本實驗將重組后的Bsa I 蛋白利用坐滴法進行蛋白質(zhì)晶體的初篩。初篩使用購自Hampton Research公司的商品化蛋白質(zhì)晶體篩選試劑盒，蛋白質(zhì)液滴與點晶體等體積混合后，于20 ℃的全自動晶體生長觀察成像分析儀中進行晶體培養(yǎng)，每隔12 h 自動拍照采集數(shù)據(jù)[30-31]。在使用商品化蛋白結(jié)晶試劑盒進行蛋白結(jié)晶，最初得到的蛋白結(jié)晶條件往往不是最優(yōu)條件，大概率會出現(xiàn)晶體過小，分辨率較差，衍射能力較低等情況[32-33]。篩選結(jié)果顯示有2 個條件生長晶體，晶體如圖7 所示。

圖7 Bsa I 的結(jié)晶條件篩選Fig.7 Screening of crystallization conditions of Bsa I

蛋白晶體可以在a 條件下（0.2 mol/L 醋酸鎂四水合物，0.1 mol/L 二甲胂酸鈉三水合物 pH6.5，20%聚乙二醇8000）生長出較小的顆粒狀結(jié)晶，并且可以在b 條件（0.1 mol/L 三水醋酸鈉pH4.6，2 mol/L硫酸銨）下生長出不規(guī)則的球形晶體，但初步結(jié)晶條件所篩選到的蛋白結(jié)晶較為脆弱且邊緣不規(guī)則，無法撈出進行衍射實驗。針對這種情況，程焯等[34]在制備LxmX 蛋白時，通過利用最初篩選得到的晶體生長條件，設(shè)計正交試驗，成功得到了邊緣整齊，可用于衍射數(shù)據(jù)收集的LxmX 蛋白及硒代LxmX 蛋白晶體。因此后續(xù)實驗將對初步得到的蛋白結(jié)晶條件進行優(yōu)化，以獲得高分辨率的晶體。
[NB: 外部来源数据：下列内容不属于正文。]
//! # Inbound Ports (Driving Ports / API)
//!
//! The API the HTTP gateway drives.

use crate::domain::entities::{AccountInfo, NonceToken, RegistrationAttempt};
use crate::domain::errors::{NonceCapacityExceeded, RegistrationError};
use crate::service::RegistrationSnapshot;

#[async_trait::async_trait]
pub trait AdminRegistrationApi: Send + Sync {
    /// Issue a fresh single-use nonce.
    ///
    /// # Errors
    /// * `NonceCapacityExceeded` - the nonce table is full of live entries
    fn issue_nonce(&self) -> Result<NonceToken, NonceCapacityExceeded>;

    /// Validate, verify and, when authorized, create the account.
    ///
    /// # Errors
    /// * `RegistrationError::Invalid` - malformed request; the nonce was not consumed
    /// * `RegistrationError::Denied` - unknown, expired or reused nonce, or a bad MAC
    /// * `RegistrationError::Account` - authorized but the account could not be created
    async fn register(&self, attempt: RegistrationAttempt)
        -> Result<AccountInfo, RegistrationError>;

    /// Current counters.
    fn snapshot(&self) -> RegistrationSnapshot;

    /// Purge expired nonces; returns how many were removed.
    fn sweep_expired(&self) -> usize;
}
此外，通過觀察所有晶體的生長情況，發(fā)現(xiàn)大部分蛋白都發(fā)生了沉淀，推測Bsa I 的穩(wěn)定性可能是影響其蛋白晶體生長的一個關(guān)鍵因素[35-37]。

3 結(jié)論

限制性內(nèi)切酶是分子生物學最常用的工具之一，而內(nèi)切酶的結(jié)構(gòu)決定其功能。但大部分內(nèi)切酶結(jié)構(gòu)沒有被解析，這限制了內(nèi)切酶的發(fā)展。通過制備硒代衍生物進行衍射解析結(jié)構(gòu)，其操作更為簡單，適用性更高。但在制備硒代蛋白過程中，B834 甲硫氨酸缺陷型菌株往往易受到外源基因的影響，無法獲得重組蛋白，具有局限性，同時硒代甲硫氨酸的毒性問題以及發(fā)酵條件鮮有報道，這也限制了制備硒代蛋白的成功率。本實驗利用限制性內(nèi)切酶Bsa I 和甲基化酶Bsa I-M 的大腸桿菌共表達系統(tǒng)，獲得大量表達的Bsa I 蛋白，通過M9 培養(yǎng)基添加硒代甲硫氨酸的方式，獲得了大小、性質(zhì)和重組蛋白一致的硒代蛋白，并在兩種結(jié)晶條件下培養(yǎng)出蛋白晶體，為后續(xù)Bsa I 蛋白的晶體衍射，解析其三維結(jié)構(gòu)奠定了基礎(chǔ)。